Recursive retrieving has a mechanism that allows you to specify which links wget will follow.

Only relative links: When only relative links are followed (option -L), recursive retrieving will never span hosts. will never get called, and the process will be very fast, with the minimum strain of the network. This will suit your needs most of the time, especially when mirroring the output the output of *2html converters, which generally produce only relative links.

Host checking: The drawback of following the relative links solely is that humans often tend to mix them with absolute links to the very same host, and the very same page. In this mode (which is the default), all URL-s that refer to the same host will be retrieved.
The problem with this options are the aliases of the hosts and domains. Thus there is no way for wget to know that regoc.srce.hr and www.srce.hr are the same hosts, or that fly.cc.fer.hr is the same as fly.cc.etf.hr. Whenever an absolute link is encountered, gethostbyname is called to check whether we are really on the same host. Although results of gethostbyname are hashed, so that it will never get called twice for the same host, it still presents a nuisance e.g. in the large indexes of difference hosts, when each of them has to be looked up. You can use -nh to prevent such complex checking, and then wget will just compare the hostname. Things will run much faster, but also much less reliable.
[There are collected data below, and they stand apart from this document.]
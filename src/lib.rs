//! # AcmeX - ACME v2 Client Library
//!
//! A comprehensive Rust library for interacting with ACME v2 servers (RFC 8555).
//! Supports Let's Encrypt, Google Trust Services, ZeroSSL, and custom ACME implementations.
//!
//! ## Features
//!
//! - **Complete ACME v2 Protocol Support**: Full RFC 8555 implementation
//! - **Multiple Challenge Types**: HTTP-01, DNS-01, TLS-ALPN-01
//! - **Account Management**: Registration, key rollover, deactivation
//! - **Order Management**: Certificate ordering and finalization
//! - **Storage Flexibility**: File-based (default) or Redis-backed storage
//! - **Async/Await**: Built on Tokio for high performance
//!
//! ## Quick Start
//!
//! ```rust,no_run
//! use acmex::prelude::*;
//!
//! #[tokio::main]
//! async fn main() -> acmex::Result<()> {
//!     // Create a client for Let's Encrypt staging
//!     let config = AcmeConfig::new("https://acme-staging-v02.api.letsencrypt.org/directory");
//!
//!     // ... use the client
//!     Ok(())
//! }
//! ```

// Module declarations
pub mod account;
pub mod ca;
pub mod certificate;
pub mod challenge;
pub mod cli;
pub mod client;
pub mod config;
pub mod crypto;
pub mod dns;
pub mod error;
pub mod metrics;
pub mod notifications;
pub mod orchestrator;
pub mod order;
pub mod protocol;
pub mod renewal;
pub mod scheduler;
pub mod server;
pub mod storage;
pub mod transport;
pub mod types;

// Re-exports for convenience
pub use account::{Account, AccountManager, KeyPair, KeyRollover};
pub use ca::{CAConfig, CertificateAuthority, Environment};
pub use certificate::CertificateChain;
pub use challenge::{
    CachingDnsResolver, ChallengeSolver, ChallengeSolverRegistry, Dns01Solver, DnsCache,
    DnsProvider, Http01Solver, MockDnsProvider, TlsAlpn01Solver,
};
pub use client::{AcmeClient, AcmeConfig, CertificateBundle};
pub use config::{AcmeSettings, ChallengeSettings, Config, RenewalSettings, StorageSettings};
#[cfg(feature = "dns-alibaba")]
pub use dns::AlibabaCloudDnsProvider;
#[cfg(feature = "dns-azure")]
pub use dns::AzureDnsProvider;
#[cfg(feature = "dns-cloudns")]
pub use dns::ClouDnsProvider;
#[cfg(feature = "dns-cloudflare")]
pub use dns::CloudFlareDnsProvider;
#[cfg(feature = "dns-digitalocean")]
pub use dns::DigitalOceanDnsProvider;
#[cfg(feature = "dns-godaddy")]
pub use dns::GodaddyDnsProvider;
#[cfg(feature = "dns-google")]
pub use dns::GoogleCloudDnsProvider;
#[cfg(feature = "dns-huawei")]
pub use dns::HuaweiCloudDnsProvider;
#[cfg(feature = "dns-linode")]
pub use dns::LinodeDnsProvider;
#[cfg(feature = "dns-route53")]
pub use dns::Route53DnsProvider;
#[cfg(feature = "dns-tencent")]
pub use dns::TencentCloudDnsProvider;
pub use error::{AcmeError, Result};
pub use metrics::{HealthStatus, MetricsRegistry};
pub use notifications::{EventType, WebhookClient, WebhookConfig, WebhookEvent, WebhookManager};
pub use orchestrator::{CertificateProvisioner, DomainValidator, Orchestrator};
pub use order::{
    Authorization, CertificateRevocation, Challenge, CsrGenerator, FinalizationRequest,
    NewOrderRequest, Order, OrderManager, parse_certificate_chain, verify_certificate_domains,
};
pub use protocol::{Directory, DirectoryManager, Jwk, JwsSigner, NonceManager};
pub use renewal::{RenewalHook, SimpleRenewalScheduler};
pub use scheduler::{AdvancedRenewalScheduler, CleanupScheduler, RenewalScheduler};
pub use server::{HealthCheck, WebhookHandler, start_server};
#[cfg(feature = "redis")]
pub use storage::RedisStorage;
pub use storage::{EncryptedStorage, FileStorage};
pub use types::{
    AuthorizationStatus, ChallengeType, Contact, Identifier, OrderStatus, RevocationReason,
};

/// Prelude module with commonly used types
pub mod prelude {
    pub use crate::{
        AcmeClient, AcmeConfig,
        account::{Account, AccountManager, KeyPair, KeyRollover},
        certificate::CertificateChain,
        crypto::{Base64Encoding, Sha256Hash},
        error::{AcmeError, Result},
        orchestrator::{CertificateProvisioner, DomainValidator, Orchestrator},
        order::{
            Authorization, CertificateRevocation, Challenge, FinalizationRequest, NewOrderRequest,
            Order,
        },
        protocol::{Directory, DirectoryManager, Jwk, JwsSigner, NonceManager},
        scheduler::{AdvancedRenewalScheduler, CleanupScheduler},
        transport::HttpClient,
        types::{
            AuthorizationStatus, ChallengeType, Contact, Identifier, OrderStatus, RevocationReason,
        },
    };
}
Domain acceptance: With the -D option you may specify domains that will be followed. The nice thing about this option is that hosts that are not from those domains will not get DNS-looked up. Thus you may specify -Dmit.edu, just to make sure that nothing outside .mit.edu gets looked up. This is very important and useful. It also means that -D does not imply -H (it must be explicitly specified). Feel free to use this option, since it will speed things up greatly, with almost all the reliability of host checking of all hosts.
Of course, domain acceptance can be used to limit the retrieval to particular domains, but freely spanning hosts within the domain, but then you must explicitly specify -H.

All hosts: When -H is specified without -D, all hosts are being spanned. It is useful to set the recursion level to a small value in those cases. Such option is rarely useful.

FTP: The rules for FTP are somewhat specific, since they have to be. To have FTP links followed from HTML documents, you must specify -f (follow_ftp). If you do specify it, FTP links will be able to span hosts even if span_hosts is not set. Option relative_only (-L) has no effect on FTP. However, domain acceptance (-D) and suffix rules (-A/-R) still apply.

STARTUP FILE

Wget supports the use of initialization file .wgetrc. First a system-wide init file will be looked for (/usr/local/lib/wgetrc by default) and loaded. Then the user's file will be searched for in two places: In the environmental variable WGETRC (which is presumed to hold the full pathname) and $HOME/.wgetrc. Note that the settings in user's startup file may override the system settings, which includes the quota settings (he he).

The syntax of each line of startup file is simple:

variable = value

Valid values are different for different variables. The complete set of commands is listed below, the letter after equation-sign denoting the value the command takes. It is on/off for on or off (which can also be 1 or 0), string for any string or N for positive integer. For example, you may specify "use_proxy = off" to disable use of proxy servers by default. You may use inf for infinite value (the role of 0 on the command line), where appropriate. The commands are case-insensitive and underscore-insensitive, thus File__Prefix is the same as fileprefix. Empty lines, lines consisting of spaces, or lines beginning with '#' are skipped.

Most of the commands have their equivalent command-line option, except some more obscure or rarely used ones. A sample init file is provided in the distribution, named sample.wgetrc.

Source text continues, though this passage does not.